The browser periodically polls this endpoint. If there is a queued outbound message, the server returns the encoded Meshtastic protobuf frame bytes, which the browser writes directly to the serial port.

POST /api/webserial/status

The browser calls this to notify the server of Web Serial connection state changes:

POST /api/webserial/status
Content-Type: application/json

{"status": "connected", "slot_id": "node_0"}

# or
{"status": "disconnected", "slot_id": "node_0"}

On connected, the server marks the Web Serial session as active and begins treating the slot as radio-ready. On disconnected, it clears the ready state so /api/messages returns 503 again until reconnected.

GET /api/webserial/status

Returns the current Web Serial session status for all active slots.

GET /api/webserial/status

{
  "node_0": {
    "connected": true,
    "baud_rate": 115200,
    "rx_bytes": 48291,
    "tx_bytes": 1024,
    "packets_rx": 142,
    "packets_tx": 3,
    "connect_time": 1705329000.0,
    "port_info": {"usbVendorId": 4292, "usbProductId": 60000}
  }
}

GET /api/webserial/sessions

Returns all active Web Serial sessions (one per connected slot). Auth required.

GET /api/webserial/wakeup

Returns the Meshtastic want_config_id protobuf frame as raw bytes. The browser fetches this immediately after opening the serial port and writes the bytes to the port to prompt the radio to send its full node database.

GET /api/webserial/wakeup
→ [binary response: Meshtastic wakeup frame bytes]

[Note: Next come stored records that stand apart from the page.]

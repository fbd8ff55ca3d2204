//! JSON messages exchanged with the page script that hosts the reveal effect.
//!
//! ```text
//! host ── BridgeCommand {"op": ...} ──► page
//! host ◄── BridgeEvent {"kind": ...} ── page
//! ```
//!
//! The page answers `discover` with `discovered` once an animation frame has
//! passed, and reports intersections as `batch` messages tagged with the
//! session that asked for them.

use serde::{Deserialize, Serialize};

use crate::error::RevealResult;
use crate::reveal::{EventBatch, Intersection, SessionId, TargetId, Threshold};

/// Host to page.
#[derive(Debug, Clone, PartialEq, Serialize)]
#[serde(tag = "op", rename_all = "snake_case")]
pub enum BridgeCommand {
    /// Query elements carrying `tag` after the next frame
    Discover { tag: String },
    Observe {
        session: SessionId,
        id: TargetId,
        threshold: Threshold,
    },
    Unobserve { session: SessionId, id: TargetId },
    /// Add or remove `class` on the element
    Mark {
        id: TargetId,
        class: String,
        visible: bool,
    },
    /// Add `class` to every element carrying `tag`, watched or not
    RevealAll { tag: String, class: String },
    /// Drop every observer the page still holds
    Disconnect,
}

/// Page to host.
#[derive(Debug, Clone, PartialEq, Eq, Deserialize)]
#[serde(tag = "kind", rename_all = "snake_case")]
pub enum BridgeEvent {
    Discovered {
        targets: Vec<TargetId>,
        /// Whether the page exposes a viewport-intersection primitive
        intersection: bool,
    },
    Batch {
        session: SessionId,
        entries: Vec<Intersection>,
    },
}

impl BridgeEvent {
    pub fn decode(value: serde_json::Value) -> RevealResult<Self> {
        Ok(serde_json::from_value(value)?)
    }

    /// The intersection batch carried by this event, if any.
    pub fn into_batch(self) -> Option<EventBatch> {
        match self {
            BridgeEvent::Batch { session, entries } => Some(EventBatch::new(session, entries)),
            BridgeEvent::Discovered { .. } => None,
        }
    }
}

impl BridgeCommand {
    pub fn encode(&self) -> RevealResult<serde_json::Value> {
        Ok(serde_json::to_value(self)?)
    }
}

Without this handshake, the radio may not send its node database and the dashboard would show no nodes until packets happen to arrive organically.

Packet Framing

The browser reads raw bytes from the serial port and looks for the Meshtastic packet boundary magic bytes:

Magic byte 1: 0x94
Magic byte 2: 0xC3
Followed by: 2-byte big-endian length
Followed by: protobuf payload of that length

The browser accumulates bytes in a buffer until it has a complete framed packet, then POSTs the payload to /api/webserial/packet. Maximum payload size is 512 bytes (_MAX_PAYLOAD).